The better question might be, "Do you know how to measure employee engagement?" Too many business owners and managers try to gauge employee engagement by walking the halls and making judgments about what they see. But monitoring water cooler activity or the number of cars in the parking lot after 5 p.m. or how long employees are taking for lunch doesn’t always cut it.
I think the answer is part psychology, part productivity. First, you must understand what makes your employees tick and the type of work environment that keeps their head in the game.
What does “everyone humming along, feeling like their work matters” employee engagement look like? The Gallup Organization’s Q12, a 12-question survey that identifies strong feelings of employee engagement, can help you peel back the layers.
Consider how your direct reports, your team, your department might answer these questions:
• Do you know what is expected of you at work?
• Do you have the materials and equipment you need to do your work right?
• At work, do you have the opportunity to do what you do best every day?
• In the last seven days, have you received recognition or praise for doing good work?
• Does your supervisor, or someone at work, seem to care about you as a person?
• Is there someone at work who encourages your development?
• At work, do your opinions seem to count?
• Does the mission/purpose of your company make you feel your job is important?
• Are your associates (fellow employees) committed to doing quality work?
• Do you have a best friend at work?
• In the last six months, has someone at work talked to you about your progress?
• In the last year, have you had opportunities at work to learn and grow?
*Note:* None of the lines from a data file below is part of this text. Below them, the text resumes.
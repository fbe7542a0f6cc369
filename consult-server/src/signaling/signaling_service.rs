use consult_core::{ClientMessage, IceServerConfig, ServerMessage};
use std::sync::Arc;
use tokio::sync::mpsc;

use crate::registry::{ConnectionHandle, SessionRegistry};
use crate::signaling::Connection;

struct SignalingInner {
    registry: SessionRegistry,
    ice_servers: Vec<IceServerConfig>,
}

/// Shared state behind every relay connection.
#[derive(Clone)]
pub struct SignalingService {
    inner: Arc<SignalingInner>,
}

/// Both halves of an in-process relay connection.
pub struct LocalConnection {
    pub tx: mpsc::UnboundedSender<ClientMessage>,
    pub rx: mpsc::UnboundedReceiver<ServerMessage>,
}

impl SignalingService {
    pub fn new(registry: SessionRegistry, ice_servers: Vec<IceServerConfig>) -> Self {
        Self {
            inner: Arc::new(SignalingInner {
                registry,
                ice_servers,
            }),
        }
    }

    pub fn registry(&self) -> &SessionRegistry {
        &self.inner.registry
    }

    pub fn ice_servers(&self) -> Vec<IceServerConfig> {
        self.inner.ice_servers.clone()
    }

    /// Opens a connection that skips the socket but runs the same protocol
    /// loop. Dropping `tx` behaves like the transport closing.
    pub fn connect_local(&self) -> LocalConnection {
        let (client_tx, mut client_rx) = mpsc::unbounded_channel::<ClientMessage>();
        let (server_tx, server_rx) = mpsc::unbounded_channel::<ServerMessage>();

        let connection = Connection::open(self.clone(), ConnectionHandle::new(server_tx));

        tokio::spawn(async move {
            while let Some(msg) = client_rx.recv().await {
                connection.handle_message(msg).await;
            }
            connection.close().await;
        });

        LocalConnection {
            tx: client_tx,
            rx: server_rx,
        }
    }
}
mod connection;
mod identifier;
mod participant;
mod protocol;
mod session;
mod signaling;

pub use connection::ConnectionId;
pub use identifier::{IdentifierKind, MAX_IDENTIFIER_LEN, MIN_IDENTIFIER_LEN};
pub use participant::ParticipantId;
pub use protocol::{ClientMessage, ErrorCode, ServerMessage};
pub use session::SessionId;
pub use signaling::{
    CandidatePayload, DescriptionPayload, IceServerConfig, SignalEnvelope, SignalKind, now_millis,
};
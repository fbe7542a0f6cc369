use crate::error::SignalingError;
use crate::model::identifier::{IdentifierKind, validate};
use serde::{Deserialize, Serialize};
use std::fmt;

/// Externally issued consultation identifier naming a rendezvous session.
#[derive(Debug, Serialize, Deserialize, Clone, Hash, Eq, PartialEq, PartialOrd, Ord)]
#[serde(try_from = "String", into = "String")]
pub struct SessionId(String);

impl SessionId {
    pub fn parse(raw: impl AsRef<str>) -> Result<Self, SignalingError> {
        validate(IdentifierKind::Session, raw.as_ref()).map(Self)
    }

    pub fn as_str(&self) -> &str {
        &self.0
    }
}

impl TryFrom<String> for SessionId {
    type Error = SignalingError;

    fn try_from(s: String) -> Result<Self, Self::Error> {
        Self::parse(s)
    }
}

impl TryFrom<&str> for SessionId {
    type Error = SignalingError;

    fn try_from(s: &str) -> Result<Self, Self::Error> {
        Self::parse(s)
    }
}

impl From<SessionId> for String {
    fn from(id: SessionId) -> Self {
        id.0
    }
}

impl fmt::Display for SessionId {
    fn fmt(&self, f: &mut fmt::Formatter<'_>) -> fmt::Result {
        f.write_str(&self.0)
    }
}
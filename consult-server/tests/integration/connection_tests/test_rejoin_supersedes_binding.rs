use consult_core::ServerMessage;
use consult_server::LeaveReason;

use crate::integration::{create_test_service, init_tracing};
use crate::utils::{TestConnection, offer, participant, raw_connection, session};

#[tokio::test]
async fn test_rejoin_replaces_binding_without_duplicating() {
    init_tracing();
    let (service, _) = create_test_service();
    let registry = service.registry();

    let (first, _rx1) = raw_connection();
    let (second, _rx2) = raw_connection();
    let first_id = first.id();
    let second_id = second.id();

    let joined = registry
        .join_session("room-123", "doc-1", first)
        .await
        .expect("first join");
    assert_eq!(joined.members, 1);
    assert_eq!(joined.superseded, None);

    // Reconnect of the same identity, idempotent in membership.
    for _ in 0..3 {
        let rejoined = registry
            .join_session("room-123", "doc-1", second.clone())
            .await
            .expect("rejoin");
        assert_eq!(rejoined.members, 1);
    }

    let members = registry.members(&session("room-123")).await.expect("live");
    assert_eq!(members, vec![participant("doc-1")]);
    assert_eq!(
        registry.binding_of(&participant("doc-1")),
        Some((session("room-123"), second_id))
    );

    // The superseded transport tearing down late must not evict the new one.
    assert!(registry.leave_session(first_id, LeaveReason::Disconnected).await.is_none());
    assert_eq!(
        registry.members(&session("room-123")).await,
        Some(vec![participant("doc-1")])
    );
}

#[tokio::test]
async fn test_rejoin_reports_superseded_connection() {
    init_tracing();
    let (service, _) = create_test_service();
    let registry = service.registry();

    let (first, _rx1) = raw_connection();
    let (second, _rx2) = raw_connection();
    let first_id = first.id();

    registry.join_session("room-123", "pat-1", first).await.expect("join");
    let outcome = registry
        .join_session("room-123", "pat-1", second)
        .await
        .expect("rejoin");

    assert_eq!(outcome.superseded, Some(first_id));
}

#[tokio::test]
async fn test_signals_follow_the_newest_connection() {
    init_tracing();
    let (service, _) = create_test_service();

    let mut doc = TestConnection::open(&service);
    let mut stale_pat = TestConnection::open(&service);
    let mut fresh_pat = TestConnection::open(&service);

    doc.join("room-123", "doc-1").await.expect("doc joins");
    stale_pat.join("room-123", "pat-1").await.expect("pat joins");
    let rejoin = fresh_pat.join("room-123", "pat-1").await.expect("pat rejoins");
    assert!(matches!(rejoin, ServerMessage::Joined { members: 2, .. }));

    doc.signal(offer("room-123", "doc-1", Some("pat-1")));

    let delivered = fresh_pat.next_signal().await.expect("offer on new connection");
    assert_eq!(delivered.sender_id, participant("doc-1"));
    assert!(stale_pat.is_silent().await, "stale connection must not receive signals");

    // The stale connection can no longer speak for pat-1.
    stale_pat.signal(offer("room-123", "pat-1", None));
    assert!(stale_pat.next_error().await.is_ok());
    assert!(doc.is_silent().await);
}
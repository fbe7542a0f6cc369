use consult_core::ErrorCode;
use thiserror::Error;

use crate::orchestrator::MediaTier;

/// Failures of the signaling client. Cloneable because one pending
/// connection attempt may resolve several concurrent `connect` callers.
#[derive(Debug, Error, Clone, PartialEq, Eq)]
pub enum ClientError {
    #[error("no participant identity available for this session")]
    AuthRequired,

    #[error("not connected to a session")]
    NotConnected,

    #[error("connection attempt timed out")]
    ConnectTimeout,

    #[error("transport error: {0}")]
    Transport(String),

    #[error("relay rejected the request ({code:?}): {message}")]
    Rejected { code: ErrorCode, message: String },

    #[error("connection to the relay was lost")]
    ConnectionLost,

    /// `disconnect` (or a connect to another session) overtook this attempt.
    #[error("connection attempt was cancelled")]
    Cancelled,
}

#[derive(Debug, Error, Clone, PartialEq, Eq)]
pub enum MediaError {
    #[error("media permission denied: {0}")]
    Denied(String),

    #[error("{tier:?} capture unavailable: {reason}")]
    Unavailable { tier: MediaTier, reason: String },
}

#[derive(Debug, Error)]
pub enum EngineError {
    #[error("could not construct negotiation engine: {0}")]
    Construction(String),

    #[error("invalid session description: {0}")]
    InvalidDescription(String),

    #[error("invalid ice candidate: {0}")]
    InvalidCandidate(String),

    #[error("engine is closed")]
    Closed,

    #[error(transparent)]
    Rtc(#[from] webrtc::Error),
}

/// Errors surfaced by the orchestrator's handle and collaborators.
#[derive(Debug, Error)]
pub enum OrchestratorError {
    #[error("role lookup failed: {0}")]
    RoleLookup(String),

    #[error(transparent)]
    Signaling(#[from] ClientError),

    #[error(transparent)]
    Engine(#[from] EngineError),

    #[error("orchestrator has stopped")]
    Stopped,
}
A negative response to any of these questions could reveal gaps – and of course, opportunities for improvement - in the areas of training and development, performance management and motivation and recognition. What deserves more attention from your managers and leaders to turn these negatives into positives?
After psychology, there’s the matter of productivity. Assuming employee engagement means more is getting done, you need a way to measure that output. Businesses small and large are well-served by systems that allow them to evaluate real-time productivity and key business performance analytics. This type of information can provide a much clearer snapshot of employee engagement and performance than laps through the building to see who has his nose to the grindstone and who is lingering too long at the coffee machine.
Again, having the ability to review division, department and employee performance data helps HR managers and company leaders identify areas of strength and weakness. Top performers are easier to identify (and ideally, be recognized and rewarded) and weaker employees can be given a chance to improve.